WHAT YOU NEED TO DO
Please report how many lines in the records below contain "await". Reply with the number alone.

EXERCISE DATA
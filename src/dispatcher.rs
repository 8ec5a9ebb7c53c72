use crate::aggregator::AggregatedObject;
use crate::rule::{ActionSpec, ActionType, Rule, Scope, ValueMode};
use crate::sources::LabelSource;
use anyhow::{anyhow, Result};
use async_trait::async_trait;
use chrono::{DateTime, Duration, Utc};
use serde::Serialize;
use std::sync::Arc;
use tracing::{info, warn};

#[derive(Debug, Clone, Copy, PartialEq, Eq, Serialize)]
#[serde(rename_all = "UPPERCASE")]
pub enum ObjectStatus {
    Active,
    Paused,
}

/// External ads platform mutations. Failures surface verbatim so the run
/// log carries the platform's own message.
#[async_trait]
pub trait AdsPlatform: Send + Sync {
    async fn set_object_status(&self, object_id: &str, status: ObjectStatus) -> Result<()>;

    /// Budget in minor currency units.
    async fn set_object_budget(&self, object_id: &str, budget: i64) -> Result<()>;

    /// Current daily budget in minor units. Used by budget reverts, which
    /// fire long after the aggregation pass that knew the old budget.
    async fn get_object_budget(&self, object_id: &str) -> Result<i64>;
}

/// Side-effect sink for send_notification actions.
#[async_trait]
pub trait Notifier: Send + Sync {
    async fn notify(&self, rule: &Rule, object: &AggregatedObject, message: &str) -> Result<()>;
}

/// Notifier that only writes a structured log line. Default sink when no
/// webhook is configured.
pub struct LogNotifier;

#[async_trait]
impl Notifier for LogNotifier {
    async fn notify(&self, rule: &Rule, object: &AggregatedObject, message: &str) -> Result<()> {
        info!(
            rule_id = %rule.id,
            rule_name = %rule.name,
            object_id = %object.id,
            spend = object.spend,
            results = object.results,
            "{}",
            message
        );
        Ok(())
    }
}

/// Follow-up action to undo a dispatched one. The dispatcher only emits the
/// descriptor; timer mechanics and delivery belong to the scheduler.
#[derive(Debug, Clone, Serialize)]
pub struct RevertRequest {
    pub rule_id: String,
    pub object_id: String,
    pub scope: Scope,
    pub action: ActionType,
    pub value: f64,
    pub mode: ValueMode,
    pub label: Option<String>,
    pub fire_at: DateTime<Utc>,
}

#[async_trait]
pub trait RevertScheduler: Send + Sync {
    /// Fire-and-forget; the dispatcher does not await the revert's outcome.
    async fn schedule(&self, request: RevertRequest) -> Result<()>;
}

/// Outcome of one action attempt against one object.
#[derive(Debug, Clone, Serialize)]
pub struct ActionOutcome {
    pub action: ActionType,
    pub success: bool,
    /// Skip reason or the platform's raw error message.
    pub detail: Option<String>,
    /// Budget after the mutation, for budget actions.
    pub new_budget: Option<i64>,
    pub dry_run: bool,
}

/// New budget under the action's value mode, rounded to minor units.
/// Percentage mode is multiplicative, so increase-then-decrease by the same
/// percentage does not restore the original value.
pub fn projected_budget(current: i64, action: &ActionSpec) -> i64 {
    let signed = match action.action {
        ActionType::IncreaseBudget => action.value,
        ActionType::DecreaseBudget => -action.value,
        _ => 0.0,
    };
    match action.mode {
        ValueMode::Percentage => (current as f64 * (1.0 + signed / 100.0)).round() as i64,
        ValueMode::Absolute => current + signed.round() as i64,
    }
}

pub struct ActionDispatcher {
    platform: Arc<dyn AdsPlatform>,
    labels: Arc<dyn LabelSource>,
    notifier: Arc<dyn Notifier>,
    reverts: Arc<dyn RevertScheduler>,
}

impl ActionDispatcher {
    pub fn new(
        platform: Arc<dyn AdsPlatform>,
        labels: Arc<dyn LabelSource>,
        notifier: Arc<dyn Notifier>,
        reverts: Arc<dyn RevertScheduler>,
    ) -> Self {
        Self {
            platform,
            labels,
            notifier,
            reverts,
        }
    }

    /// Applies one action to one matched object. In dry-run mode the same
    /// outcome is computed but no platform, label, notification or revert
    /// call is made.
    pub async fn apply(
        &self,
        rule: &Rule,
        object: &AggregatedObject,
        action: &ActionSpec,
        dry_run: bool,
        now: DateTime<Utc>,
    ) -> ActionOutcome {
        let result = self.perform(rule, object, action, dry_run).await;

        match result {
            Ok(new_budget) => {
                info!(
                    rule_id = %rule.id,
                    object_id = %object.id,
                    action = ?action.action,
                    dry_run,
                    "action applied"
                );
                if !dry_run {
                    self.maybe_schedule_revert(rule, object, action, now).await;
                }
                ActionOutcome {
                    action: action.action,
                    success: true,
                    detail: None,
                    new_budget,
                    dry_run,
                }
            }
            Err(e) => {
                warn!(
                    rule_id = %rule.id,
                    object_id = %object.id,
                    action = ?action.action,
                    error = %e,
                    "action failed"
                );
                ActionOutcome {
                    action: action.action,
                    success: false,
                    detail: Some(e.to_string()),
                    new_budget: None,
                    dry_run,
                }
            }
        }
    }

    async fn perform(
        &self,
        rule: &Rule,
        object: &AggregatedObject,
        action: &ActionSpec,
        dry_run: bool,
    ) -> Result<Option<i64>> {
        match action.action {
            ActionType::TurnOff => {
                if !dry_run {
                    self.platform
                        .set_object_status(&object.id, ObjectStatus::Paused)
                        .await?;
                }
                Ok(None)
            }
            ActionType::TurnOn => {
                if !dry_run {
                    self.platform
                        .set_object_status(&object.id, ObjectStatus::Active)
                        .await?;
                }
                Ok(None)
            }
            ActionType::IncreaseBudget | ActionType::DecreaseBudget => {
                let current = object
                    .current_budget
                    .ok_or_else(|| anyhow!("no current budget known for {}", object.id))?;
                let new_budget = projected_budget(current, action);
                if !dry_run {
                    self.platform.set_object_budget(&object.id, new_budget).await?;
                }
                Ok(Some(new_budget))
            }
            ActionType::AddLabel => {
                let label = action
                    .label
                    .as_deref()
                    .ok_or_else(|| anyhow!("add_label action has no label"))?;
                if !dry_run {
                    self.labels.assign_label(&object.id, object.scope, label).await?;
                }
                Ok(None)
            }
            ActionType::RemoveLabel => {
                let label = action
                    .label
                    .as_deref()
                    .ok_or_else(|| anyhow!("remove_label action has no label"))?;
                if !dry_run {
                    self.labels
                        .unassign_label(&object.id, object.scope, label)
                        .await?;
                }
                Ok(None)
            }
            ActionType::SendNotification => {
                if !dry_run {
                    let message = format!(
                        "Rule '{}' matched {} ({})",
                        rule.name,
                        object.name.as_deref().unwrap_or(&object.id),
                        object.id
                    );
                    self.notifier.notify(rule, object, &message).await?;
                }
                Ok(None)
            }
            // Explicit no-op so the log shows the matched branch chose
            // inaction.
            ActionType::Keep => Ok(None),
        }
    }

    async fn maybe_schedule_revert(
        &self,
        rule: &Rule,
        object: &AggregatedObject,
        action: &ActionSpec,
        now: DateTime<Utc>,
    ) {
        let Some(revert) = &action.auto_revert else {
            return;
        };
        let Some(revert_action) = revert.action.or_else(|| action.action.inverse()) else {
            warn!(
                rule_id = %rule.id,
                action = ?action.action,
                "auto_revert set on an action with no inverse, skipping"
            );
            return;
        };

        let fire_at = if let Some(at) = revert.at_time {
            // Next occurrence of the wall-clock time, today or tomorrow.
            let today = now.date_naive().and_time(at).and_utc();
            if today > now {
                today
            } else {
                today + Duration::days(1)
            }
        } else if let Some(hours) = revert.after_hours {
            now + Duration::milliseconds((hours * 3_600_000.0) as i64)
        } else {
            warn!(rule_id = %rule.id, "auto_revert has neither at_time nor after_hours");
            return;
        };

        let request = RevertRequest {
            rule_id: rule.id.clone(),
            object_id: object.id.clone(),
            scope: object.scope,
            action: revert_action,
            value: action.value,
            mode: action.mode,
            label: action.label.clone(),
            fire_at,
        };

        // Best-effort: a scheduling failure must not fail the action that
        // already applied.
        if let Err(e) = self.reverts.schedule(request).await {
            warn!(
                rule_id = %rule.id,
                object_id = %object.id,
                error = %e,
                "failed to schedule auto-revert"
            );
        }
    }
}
==
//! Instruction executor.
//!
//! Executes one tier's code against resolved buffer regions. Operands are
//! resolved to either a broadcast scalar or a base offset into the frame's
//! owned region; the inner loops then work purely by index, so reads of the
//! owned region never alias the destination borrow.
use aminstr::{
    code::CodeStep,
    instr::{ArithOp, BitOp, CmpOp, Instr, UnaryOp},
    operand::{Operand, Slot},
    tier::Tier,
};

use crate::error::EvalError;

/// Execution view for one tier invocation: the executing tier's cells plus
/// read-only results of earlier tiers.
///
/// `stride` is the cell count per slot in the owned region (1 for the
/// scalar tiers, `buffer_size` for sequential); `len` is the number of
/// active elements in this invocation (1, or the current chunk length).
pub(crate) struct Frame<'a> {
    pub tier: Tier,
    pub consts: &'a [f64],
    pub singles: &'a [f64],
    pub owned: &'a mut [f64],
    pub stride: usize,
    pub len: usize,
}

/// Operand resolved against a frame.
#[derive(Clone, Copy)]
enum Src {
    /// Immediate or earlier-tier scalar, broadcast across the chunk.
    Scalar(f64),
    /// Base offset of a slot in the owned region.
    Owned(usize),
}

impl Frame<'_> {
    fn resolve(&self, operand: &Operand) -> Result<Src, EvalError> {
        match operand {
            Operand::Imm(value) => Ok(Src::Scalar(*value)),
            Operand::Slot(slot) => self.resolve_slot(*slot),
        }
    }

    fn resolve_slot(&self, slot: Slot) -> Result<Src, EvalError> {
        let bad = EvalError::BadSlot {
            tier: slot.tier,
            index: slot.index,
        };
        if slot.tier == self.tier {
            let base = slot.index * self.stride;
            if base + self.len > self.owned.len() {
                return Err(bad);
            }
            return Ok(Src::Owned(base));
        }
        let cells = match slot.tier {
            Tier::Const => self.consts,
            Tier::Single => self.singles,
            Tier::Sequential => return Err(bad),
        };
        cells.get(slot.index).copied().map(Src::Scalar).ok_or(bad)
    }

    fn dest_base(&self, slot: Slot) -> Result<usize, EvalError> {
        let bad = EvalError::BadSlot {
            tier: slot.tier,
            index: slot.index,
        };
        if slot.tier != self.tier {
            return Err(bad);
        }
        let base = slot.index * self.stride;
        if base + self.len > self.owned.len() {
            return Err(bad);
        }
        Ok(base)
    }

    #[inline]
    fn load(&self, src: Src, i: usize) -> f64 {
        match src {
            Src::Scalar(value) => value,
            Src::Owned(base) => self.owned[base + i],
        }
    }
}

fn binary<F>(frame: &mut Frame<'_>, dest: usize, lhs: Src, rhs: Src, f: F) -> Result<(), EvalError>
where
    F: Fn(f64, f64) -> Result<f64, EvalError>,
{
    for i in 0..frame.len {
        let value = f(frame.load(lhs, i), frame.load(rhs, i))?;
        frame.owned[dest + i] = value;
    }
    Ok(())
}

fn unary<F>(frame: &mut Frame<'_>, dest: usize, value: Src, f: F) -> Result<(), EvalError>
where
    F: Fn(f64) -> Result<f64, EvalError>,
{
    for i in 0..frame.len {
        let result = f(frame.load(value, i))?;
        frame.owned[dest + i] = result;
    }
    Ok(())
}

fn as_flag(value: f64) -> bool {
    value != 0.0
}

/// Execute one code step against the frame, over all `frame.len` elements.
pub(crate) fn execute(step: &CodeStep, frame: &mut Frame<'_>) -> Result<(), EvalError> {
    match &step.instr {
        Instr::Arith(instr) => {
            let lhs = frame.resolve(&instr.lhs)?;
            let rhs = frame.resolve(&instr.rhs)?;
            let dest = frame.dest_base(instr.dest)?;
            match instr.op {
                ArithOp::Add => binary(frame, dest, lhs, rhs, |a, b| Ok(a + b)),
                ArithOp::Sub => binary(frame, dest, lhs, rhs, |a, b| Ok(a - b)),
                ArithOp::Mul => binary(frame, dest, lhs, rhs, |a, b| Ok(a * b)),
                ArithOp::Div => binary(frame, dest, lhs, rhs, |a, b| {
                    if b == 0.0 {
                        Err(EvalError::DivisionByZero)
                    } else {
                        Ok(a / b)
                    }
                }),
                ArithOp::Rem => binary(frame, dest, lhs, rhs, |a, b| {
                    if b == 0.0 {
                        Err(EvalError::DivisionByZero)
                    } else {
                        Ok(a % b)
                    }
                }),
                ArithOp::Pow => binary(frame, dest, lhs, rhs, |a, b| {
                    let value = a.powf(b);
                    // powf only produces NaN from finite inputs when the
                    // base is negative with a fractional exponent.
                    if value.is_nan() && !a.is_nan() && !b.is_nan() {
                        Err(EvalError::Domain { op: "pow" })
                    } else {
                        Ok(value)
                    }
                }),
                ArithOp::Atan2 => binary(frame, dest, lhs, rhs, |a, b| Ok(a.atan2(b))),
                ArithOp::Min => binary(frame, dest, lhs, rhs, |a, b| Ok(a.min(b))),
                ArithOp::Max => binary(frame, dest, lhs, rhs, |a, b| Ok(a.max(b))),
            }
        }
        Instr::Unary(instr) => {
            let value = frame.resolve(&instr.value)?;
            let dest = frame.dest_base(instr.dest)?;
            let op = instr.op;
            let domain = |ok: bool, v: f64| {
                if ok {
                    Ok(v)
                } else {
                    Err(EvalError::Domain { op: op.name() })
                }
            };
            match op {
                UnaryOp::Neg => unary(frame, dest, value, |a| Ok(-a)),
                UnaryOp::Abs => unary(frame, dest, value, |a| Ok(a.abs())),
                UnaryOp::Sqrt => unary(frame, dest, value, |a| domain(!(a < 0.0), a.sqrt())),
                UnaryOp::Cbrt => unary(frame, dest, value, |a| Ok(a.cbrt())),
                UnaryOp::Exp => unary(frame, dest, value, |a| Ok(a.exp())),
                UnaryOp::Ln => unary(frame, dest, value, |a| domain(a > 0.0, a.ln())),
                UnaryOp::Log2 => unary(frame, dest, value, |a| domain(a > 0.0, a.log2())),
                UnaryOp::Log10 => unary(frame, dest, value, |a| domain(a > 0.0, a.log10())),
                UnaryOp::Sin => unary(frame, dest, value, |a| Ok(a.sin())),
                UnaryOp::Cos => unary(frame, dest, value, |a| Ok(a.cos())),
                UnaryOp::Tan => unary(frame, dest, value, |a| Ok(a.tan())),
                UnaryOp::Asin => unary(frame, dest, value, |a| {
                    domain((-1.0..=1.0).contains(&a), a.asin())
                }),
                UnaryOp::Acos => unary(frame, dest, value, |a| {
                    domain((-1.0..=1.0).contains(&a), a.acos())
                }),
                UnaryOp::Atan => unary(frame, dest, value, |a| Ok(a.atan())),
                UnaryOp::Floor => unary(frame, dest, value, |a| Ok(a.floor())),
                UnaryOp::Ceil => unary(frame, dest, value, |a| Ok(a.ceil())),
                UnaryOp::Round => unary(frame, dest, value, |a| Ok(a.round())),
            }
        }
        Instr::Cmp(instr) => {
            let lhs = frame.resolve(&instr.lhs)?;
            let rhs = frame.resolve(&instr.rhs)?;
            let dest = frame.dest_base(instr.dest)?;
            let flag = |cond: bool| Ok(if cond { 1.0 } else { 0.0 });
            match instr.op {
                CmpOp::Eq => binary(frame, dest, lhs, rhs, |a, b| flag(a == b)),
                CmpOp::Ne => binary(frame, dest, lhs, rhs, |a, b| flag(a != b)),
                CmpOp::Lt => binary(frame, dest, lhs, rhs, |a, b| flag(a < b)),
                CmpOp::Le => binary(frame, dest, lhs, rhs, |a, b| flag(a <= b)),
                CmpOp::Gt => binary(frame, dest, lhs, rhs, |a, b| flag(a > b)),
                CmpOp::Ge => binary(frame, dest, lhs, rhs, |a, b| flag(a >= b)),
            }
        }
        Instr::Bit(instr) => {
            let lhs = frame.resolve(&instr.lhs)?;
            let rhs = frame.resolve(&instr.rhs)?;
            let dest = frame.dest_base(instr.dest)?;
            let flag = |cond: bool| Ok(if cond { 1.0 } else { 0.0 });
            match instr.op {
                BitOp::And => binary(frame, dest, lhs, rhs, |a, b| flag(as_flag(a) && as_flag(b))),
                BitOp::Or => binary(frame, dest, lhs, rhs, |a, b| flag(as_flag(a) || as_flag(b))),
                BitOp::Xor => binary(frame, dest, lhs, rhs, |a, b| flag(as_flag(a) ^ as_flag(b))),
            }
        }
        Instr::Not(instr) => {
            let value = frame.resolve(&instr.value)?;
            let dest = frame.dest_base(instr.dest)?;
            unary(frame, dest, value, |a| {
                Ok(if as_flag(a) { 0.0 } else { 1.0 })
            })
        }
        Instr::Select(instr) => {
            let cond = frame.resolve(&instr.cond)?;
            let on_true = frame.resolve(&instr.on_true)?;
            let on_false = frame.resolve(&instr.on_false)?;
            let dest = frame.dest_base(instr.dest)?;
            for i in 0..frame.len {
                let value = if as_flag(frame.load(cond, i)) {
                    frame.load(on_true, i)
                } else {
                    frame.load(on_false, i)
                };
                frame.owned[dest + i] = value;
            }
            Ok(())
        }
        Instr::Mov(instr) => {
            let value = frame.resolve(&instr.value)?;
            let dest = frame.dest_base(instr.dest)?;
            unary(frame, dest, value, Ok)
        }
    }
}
==
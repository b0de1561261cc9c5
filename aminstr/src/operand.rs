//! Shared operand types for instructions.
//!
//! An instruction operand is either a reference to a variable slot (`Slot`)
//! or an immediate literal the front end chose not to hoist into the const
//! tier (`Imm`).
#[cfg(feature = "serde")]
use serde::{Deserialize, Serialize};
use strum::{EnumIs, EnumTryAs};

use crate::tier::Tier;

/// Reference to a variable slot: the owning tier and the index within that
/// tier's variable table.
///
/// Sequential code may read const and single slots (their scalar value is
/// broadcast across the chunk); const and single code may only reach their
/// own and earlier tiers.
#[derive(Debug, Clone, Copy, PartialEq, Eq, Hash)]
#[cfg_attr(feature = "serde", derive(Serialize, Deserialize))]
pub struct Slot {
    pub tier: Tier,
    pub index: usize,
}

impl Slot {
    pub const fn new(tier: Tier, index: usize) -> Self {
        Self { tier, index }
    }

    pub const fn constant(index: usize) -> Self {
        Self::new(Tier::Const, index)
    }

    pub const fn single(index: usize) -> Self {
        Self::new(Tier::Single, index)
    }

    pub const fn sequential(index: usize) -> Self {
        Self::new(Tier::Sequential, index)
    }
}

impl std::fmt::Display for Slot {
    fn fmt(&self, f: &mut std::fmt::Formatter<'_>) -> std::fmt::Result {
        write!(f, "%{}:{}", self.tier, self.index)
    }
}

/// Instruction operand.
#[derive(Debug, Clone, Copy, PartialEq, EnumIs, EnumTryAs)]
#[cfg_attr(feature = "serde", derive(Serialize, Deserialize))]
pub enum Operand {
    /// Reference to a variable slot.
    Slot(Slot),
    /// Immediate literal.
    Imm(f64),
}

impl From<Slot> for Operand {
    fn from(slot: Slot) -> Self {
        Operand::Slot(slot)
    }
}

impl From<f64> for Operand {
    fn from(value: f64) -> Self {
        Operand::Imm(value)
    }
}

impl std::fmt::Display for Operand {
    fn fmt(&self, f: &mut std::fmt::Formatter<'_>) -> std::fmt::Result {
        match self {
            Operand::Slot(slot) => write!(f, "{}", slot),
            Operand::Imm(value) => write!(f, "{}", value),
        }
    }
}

RESPONSE AREA
10